Su Peng, Zhao Yuxin, Li Xiaobo, Ma Zhendi, Wang Hui
School of Computer Science and Technology, Zhejiang Normal University, Jinhua 321004, China.
Biomimetics (Basel). 2025 Aug 10;10(8):523. doi: 10.3390/biomimetics10080523.
As modern medical technology advances, the utilization of gene expression data has proliferated across diverse domains, particularly in cancer diagnosis and prognosis monitoring. However, gene expression data is often characterized by high dimensionality and a prevalence of redundant and noisy information, prompting the need for effective strategies to mitigate issues like the curse of dimensionality and overfitting. This study introduces a novel hybrid ensemble equilibrium optimizer gene selection algorithm in response. In the first stage, a hybrid approach, combining multiple filters and gene correlation-based methods, is used to select an optimal subset of genes, which is achieved by evaluating the redundancy and complementary relationships among genes to obtain a subset with maximal information content. In the second stage, an equilibrium optimizer algorithm incorporating Gaussian Barebone and a novel gene pruning strategy is employed to further search for the optimal gene subset within the candidate gene space selected in the first stage. To demonstrate the superiority of the proposed method, it was compared with nine feature selection techniques on 15 datasets. The results indicate that the ensemble filtering method in the first stage exhibits strong stability and effectively reduces the search space of the gene selection algorithms.

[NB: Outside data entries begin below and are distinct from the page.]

//! In-memory stand-ins for the archival host and the snapshot primitive,
//! substituted at the capability seams of the engine.
#![allow(dead_code)]

use vbak_common::archive::ArchiveKind;
use vbak_common::config::AgentConfig;
use vbak_common::lineage::LineageStore;
use vbak_common::remote::{part_path, Connect, RemoteChannel, RemoteEntry};
use vbak_common::runner::{Clock, RunController};
use vbak_common::snapshot::{Snapshot, SnapshotSource, TIMESTAMP_FMT};
use vbak_common::system::random_bytes;
use vbak_common::{RemoteError, SnapshotError};

use std::collections::{BTreeMap, HashMap, HashSet};
use std::io::{self, Cursor, Read, Write};
use std::path::Path;
use std::sync::{Arc, Mutex};
use std::thread;
use std::time::Duration;

use chrono::prelude::*;

/// The fixed instant all engine tests plan against (mid-month).
pub const TEST_NOW: &str = "20260815-043000";

pub fn ts(s: &str) -> NaiveDateTime {
    NaiveDateTime::parse_from_str(s, TIMESTAMP_FMT).unwrap()
}

pub fn test_clock() -> Clock {
    Arc::new(|| (ts(TEST_NOW), ts(TEST_NOW).date()))
}

/// Shared state of the in-memory archival host.
#[derive(Default)]
pub struct MemoryState {
    pub files: Mutex<HashMap<String, Vec<u8>>>,
    pub dirs: Mutex<HashSet<String>>,
    /// When set, the next opened part writer fails after this many bytes.
    pub fail_after: Mutex<Option<u64>>,
}

impl MemoryState {
    pub fn file_names(&self) -> Vec<String> {
        let mut names: Vec<String> = self.files.lock().unwrap().keys().cloned().collect();
        names.sort();
        names
    }

    pub fn part_files(&self) -> Vec<String> {
        self.file_names()
            .into_iter()
            .filter(|name| name.ends_with(".part"))
            .collect()
    }
}

/// An in-memory [`RemoteChannel`] over shared state.
pub struct MemoryRemote(pub Arc<MemoryState>);

struct PartWriter {
    state: Arc<MemoryState>,
    path: String,
    budget: Option<u64>,
    written: u64,
}

impl Write for PartWriter {
    fn write(&mut self, buf: &[u8]) -> io::Result<usize> {
        if let Some(budget) = self.budget {
            if self.written + buf.len() as u64 > budget {
                return Err(io::Error::other("injected remote write failure"));
            }
        }
        self.written += buf.len() as u64;

        self.state
            .files
            .lock()
            .unwrap()
            .entry(self.path.clone())
            .or_default()
            .extend_from_slice(buf);

        Ok(buf.len())
    }

    fn flush(&mut self) -> io::Result<()> {
        Ok(())
    }
}

impl RemoteChannel for MemoryRemote {
    fn ensure_dir(&self, path: &str) -> Result<(), RemoteError> {
        let mut prefix = String::new();
        let mut dirs = self.0.dirs.lock().unwrap();

        for component in path.split('/').filter(|c| !c.is_empty()) {
            prefix.push('/');
            prefix.push_str(component);
            dirs.insert(prefix.clone());
        }

        Ok(())
    }

    fn exists(&self, path: &str) -> Result<bool, RemoteError> {
        Ok(self.0.files.lock().unwrap().contains_key(path))
    }

    fn size_of(&self, path: &str) -> Result<Option<u64>, RemoteError> {
        Ok(self
            .0
            .files
            .lock()
            .unwrap()
            .get(path)
            .map(|data| data.len() as u64))
    }

    fn create_part(&self, path: &str) -> Result<Box<dyn Write + Send>, RemoteError> {
        let part = part_path(path);
        self.0.files.lock().unwrap().insert(part.clone(), Vec::new());

        Ok(Box::new(PartWriter {
            state: Arc::clone(&self.0),
            path: part,
            budget: self.0.fail_after.lock().unwrap().take(),
            written: 0,
        }))
    }

    fn promote(&self, path: &str) -> Result<(), RemoteError> {
        let mut files = self.0.files.lock().unwrap();
        let data = files
            .remove(&part_path(path))
            .ok_or_else(|| RemoteError::NoSuchObject(part_path(path)))?;
        files.insert(path.to_string(), data);

        Ok(())
    }

    fn discard_part(&self, path: &str) -> Result<(), RemoteError> {
        self.0.files.lock().unwrap().remove(&part_path(path));
        Ok(())
    }

    fn open_read(&self, path: &str) -> Result<Box<dyn Read + Send>, RemoteError> {
        let data = self
            .0
            .files
            .lock()
            .unwrap()
            .get(path)
            .cloned()
            .ok_or_else(|| RemoteError::NoSuchObject(path.to_string()))?;

        Ok(Box::new(Cursor::new(data)))
    }

    fn put_file(&self, path: &str, contents: &[u8]) -> Result<(), RemoteError> {
        self.0
            .files
            .lock()
            .unwrap()
            .insert(path.to_string(), contents.to_vec());

        Ok(())
    }

    fn list(&self, path: &str) -> Result<Vec<RemoteEntry>, RemoteError> {
        let prefix = format!("{}/", path.trim_end_matches('/'));
        let files = self.0.files.lock().unwrap();
        let dirs = self.0.dirs.lock().unwrap();

        let mut entries = Vec::new();
        for (name, data) in files.iter() {
            if let Some(rest) = name.strip_prefix(&prefix) {
                if !rest.contains('/') {
                    entries.push(RemoteEntry {
                        name: rest.to_string(),
                        size: data.len() as u64,
                        mtime: None,
                        is_dir: false,
                    });
                }
            }
        }
        for name in dirs.iter() {
            if let Some(rest) = name.strip_prefix(&prefix) {
                if !rest.is_empty() && !rest.contains('/') {
                    entries.push(RemoteEntry {
                        name: rest.to_string(),
                        size: 0,
                        mtime: None,
                        is_dir: true,
                    });
                }
            }
        }

        entries.sort_by(|a, b| a.name.cmp(&b.name));
        Ok(entries)
    }

    fn delete(&self, path: &str) -> Result<(), RemoteError> {
        self.0.files.lock().unwrap().remove(path);
        Ok(())
    }

    fn delete_dir(&self, path: &str) -> Result<(), RemoteError> {
        let prefix = format!("{}/", path.trim_end_matches('/'));

        self.0
            .files
            .lock()
            .unwrap()
            .retain(|name, _| !name.starts_with(&prefix));
        self.0
            .dirs
            .lock()
            .unwrap()
            .retain(|name| !name.starts_with(&prefix) && name != path);

        Ok(())
    }

    fn read_head(&self, path: &str, n: usize) -> Result<Vec<u8>, RemoteError> {
        let files = self.0.files.lock().unwrap();
        let data = files
            .get(path)
            .ok_or_else(|| RemoteError::NoSuchObject(path.to_string()))?;

        Ok(data[..n.min(data.len())].to_vec())
    }
}

/// A [`Connect`] handing out channels onto the same in-memory host.
pub struct MemoryConnect(pub Arc<MemoryState>);

impl Connect for MemoryConnect {
    fn connect(&self) -> Result<Box<dyn RemoteChannel>, RemoteError> {
        Ok(Box::new(MemoryRemote(Arc::clone(&self.0))))
    }
}

/// A [`Connect`] standing in for an unreachable archival host.
pub struct UnreachableConnect;

impl Connect for UnreachableConnect {
    fn connect(&self) -> Result<Box<dyn RemoteChannel>, RemoteError> {
        Err(RemoteError::NoAddrs)
    }
}

/// Per-snapshot stream pacing, used to keep a transfer running
/// long enough to cancel it.
#[derive(Clone, Copy)]
pub struct StreamPacing {
    pub chunk_size: usize,
    pub chunks: usize,
    pub delay: Duration,
}

struct SnapState {
    /// Current payload per subvolume, captured on snapshot creation.
    contents: HashMap<String, Vec<u8>>,
    /// Snapshot payloads by identity.
    snaps: BTreeMap<(String, NaiveDateTime), Vec<u8>>,
    /// Deterministic snapshot timestamps.
    clock: NaiveDateTime,
    pacing: Option<StreamPacing>,
}

/// A deterministic in-memory [`SnapshotSource`].
pub struct MemorySnapshots {
    state: Mutex<SnapState>,
}

impl MemorySnapshots {
    pub fn new(first_taken: NaiveDateTime) -> Self {
        Self {
            state: Mutex::new(SnapState {
                contents: HashMap::new(),
                snaps: BTreeMap::new(),
                clock: first_taken,
                pacing: None,
            }),
        }
    }

    /// Sets the payload future snapshots of the subvolume capture.
    pub fn set_contents(&self, subvol: &str, data: Vec<u8>) {
        self.state
            .lock()
            .unwrap()
            .contents
            .insert(subvol.to_string(), data);
    }

    pub fn set_pacing(&self, pacing: Option<StreamPacing>) {
        self.state.lock().unwrap().pacing = pacing;
    }

    /// The exact stream bytes a snapshot serializes to,
    /// for byte-for-byte round-trip comparison.
    pub fn stream_bytes(
        &self,
        snapshot: &Snapshot,
        parent_taken: Option<NaiveDateTime>,
    ) -> Vec<u8> {
        let state = self.state.lock().unwrap();
        let payload = state
            .snaps
            .get(&(snapshot.subvol().to_string(), snapshot.taken()))
            .expect("unknown snapshot");

        let mut stream = match parent_taken {
            Some(parent) => format!("incr {} ", parent.format(TIMESTAMP_FMT)).into_bytes(),
            None => b"full ".to_vec(),
        };
        stream.extend_from_slice(&snapshot.taken().format(TIMESTAMP_FMT).to_string().into_bytes());
        stream.push(b' ');
        stream.extend_from_slice(payload);

        stream
    }
}

/// A reader that trickles out its data to keep the pipeline busy.
struct PacedReader {
    data: Vec<u8>,
    pos: usize,
    chunk: usize,
    delay: Duration,
}

impl Read for PacedReader {
    fn read(&mut self, buf: &mut [u8]) -> io::Result<usize> {
        if self.pos >= self.data.len() {
            return Ok(0);
        }

        thread::sleep(self.delay);

        let n = buf
            .len()
            .min(self.chunk)
            .min(self.data.len() - self.pos);
        buf[..n].copy_from_slice(&self.data[self.pos..self.pos + n]);
        self.pos += n;

        Ok(n)
    }
}

impl SnapshotSource for MemorySnapshots {
    fn create(&self, subvol: &str, _source_path: &Path) -> Result<Snapshot, SnapshotError> {
        let mut state = self.state.lock().unwrap();

        state.clock = state.clock + chrono::Duration::hours(1);
        let taken = state.clock;

        let payload = state.contents.get(subvol).cloned().unwrap_or_default();
        state
            .snaps
            .insert((subvol.to_string(), taken), payload);

        Ok(Snapshot::new(subvol.to_string(), taken))
    }

    fn list(&self, subvol: &str) -> Result<Vec<Snapshot>, SnapshotError> {
        let state = self.state.lock().unwrap();

        let mut snapshots: Vec<Snapshot> = state
            .snaps
            .keys()
            .filter(|(name, _)| name == subvol)
            .map(|(name, taken)| Snapshot::new(name.clone(), *taken))
            .collect();

        snapshots.sort_by_key(|snapshot| std::cmp::Reverse(snapshot.taken()));
        Ok(snapshots)
    }

    fn delete(&self, snapshot: &Snapshot) -> Result<(), SnapshotError> {
        self.state
            .lock()
            .unwrap()
            .snaps
            .remove(&(snapshot.subvol().to_string(), snapshot.taken()));

        Ok(())
    }

    fn send_stream(
        &self,
        snapshot: &Snapshot,
        parent: Option<&Snapshot>,
    ) -> Result<Box<dyn Read + Send>, SnapshotError> {
        {
            let state = self.state.lock().unwrap();

            let key = (snapshot.subvol().to_string(), snapshot.taken());
            if !state.snaps.contains_key(&key) {
                return Err(SnapshotError::NoSuchSnapshot(snapshot.clone()));
            }

            if let Some(parent) = parent {
                let key = (parent.subvol().to_string(), parent.taken());
                if !state.snaps.contains_key(&key) {
                    return Err(SnapshotError::NoSuchSnapshot(parent.clone()));
                }
            }
        }

        let mut data = self.stream_bytes(snapshot, parent.map(Snapshot::taken));
        let pacing = self.state.lock().unwrap().pacing;

        match pacing {
            Some(pacing) => {
                data = random_bytes(pacing.chunk_size * pacing.chunks);
                Ok(Box::new(PacedReader {
                    data,
                    pos: 0,
                    chunk: pacing.chunk_size,
                    delay: pacing.delay,
                }))
            }
            None => Ok(Box::new(Cursor::new(data))),
        }
    }
}

/// A fully wired engine over in-memory collaborators.
pub struct Fixture {
    pub controller: Arc<RunController>,
    pub config: AgentConfig,
    pub store: Arc<LineageStore>,
    pub snapshots: Arc<MemorySnapshots>,
    pub remote_state: Arc<MemoryState>,
    pub key_material: Vec<u8>,
    _tmp: tempfile::TempDir,
}

pub fn config_with_sources(tmp: &tempfile::TempDir) -> AgentConfig {
    let root = tmp.path().join("root");
    let home = tmp.path().join("home");
    std::fs::create_dir_all(&root).unwrap();
    std::fs::create_dir_all(&home).unwrap();

    toml::from_str(&format!(
        r#"
        client_id = "talos"
        remote_host = "10.11.0.1"
        remote_user = "backup"
        remote_base_path = "/srv/backups"
        snapshot_dir = "{snapdir}"

        [[subvolumes]]
        name = "root"
        source_path = "{root}"

        [[subvolumes]]
        name = "home"
        source_path = "{home}"
        "#,
        snapdir = tmp.path().join("snapshots").display(),
        root = root.display(),
        home = home.display(),
    ))
    .unwrap()
}

pub fn fixture() -> Fixture {
    let tmp = tempfile::tempdir().unwrap();
    let config = config_with_sources(&tmp);

    let store = Arc::new(LineageStore::open_in_memory().unwrap());
    let snapshots = Arc::new(MemorySnapshots::new(ts("20260814-010000")));
    snapshots.set_contents("root", b"root subvolume payload".repeat(512));
    snapshots.set_contents("home", b"home subvolume payload".repeat(512));

    let remote_state = Arc::new(MemoryState::default());
    let key_material = random_bytes(32);

    let controller = Arc::new(
        RunController::with_parts(
            config.clone(),
            Arc::clone(&store),
            Arc::clone(&snapshots) as Arc<dyn SnapshotSource>,
            Arc::new(MemoryConnect(Arc::clone(&remote_state))),
            key_material.clone(),
        )
        .with_clock(test_clock()),
    );

    Fixture {
        controller,
        config,
        store,
        snapshots,
        remote_state,
        key_material,
        _tmp: tmp,
    }
}

/// Starts a run and blocks until it finishes, asserting the outcome.
pub fn run_to_completion(
    fixture: &Fixture,
    mode: Option<ArchiveKind>,
    force_full: bool,
) -> vbak_common::lineage::RunOutcome {
    fixture
        .controller
        .start(mode, force_full, &[])
        .expect("run refused");

    fixture.controller.wait().expect("no run to wait for")
}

The improved equilibrium optimizer algorithm enhances the prediction accuracy while significantly reducing the number of selected features. These findings highlight the effectiveness of the proposed method as a valuable approach for gene selection.
随着现代医学技术的进步,基因表达数据在各个领域的应用日益广泛,尤其是在癌症诊断和预后监测方面。然而,基因表达数据通常具有高维度以及大量冗余和噪声信息的特点,这就促使需要有效的策略来缓解诸如维度诅咒和过拟合等问题。本研究相应地引入了一种新颖的混合集成平衡优化器基因选择算法。在第一阶段,采用一种结合多种过滤器和基于基因相关性方法的混合方法来选择基因的最优子集,这是通过评估基因之间的冗余和互补关系来获得具有最大信息含量的子集实现的。在第二阶段,采用一种结合高斯简约法和新颖基因剪枝策略的平衡优化器算法,在第一阶段选择的候选基因空间内进一步搜索最优基因子集。为了证明所提方法的优越性,将其与15个数据集上的九种特征选择技术进行了比较。结果表明,第一阶段的集成过滤方法表现出很强的稳定性,并有效减少了基因选择算法的搜索空间。改进后的平衡优化器算法提高了预测准确性,同时显著减少了所选特征的数量。这些发现凸显了所提方法作为一种有价值的基因选择方法的有效性。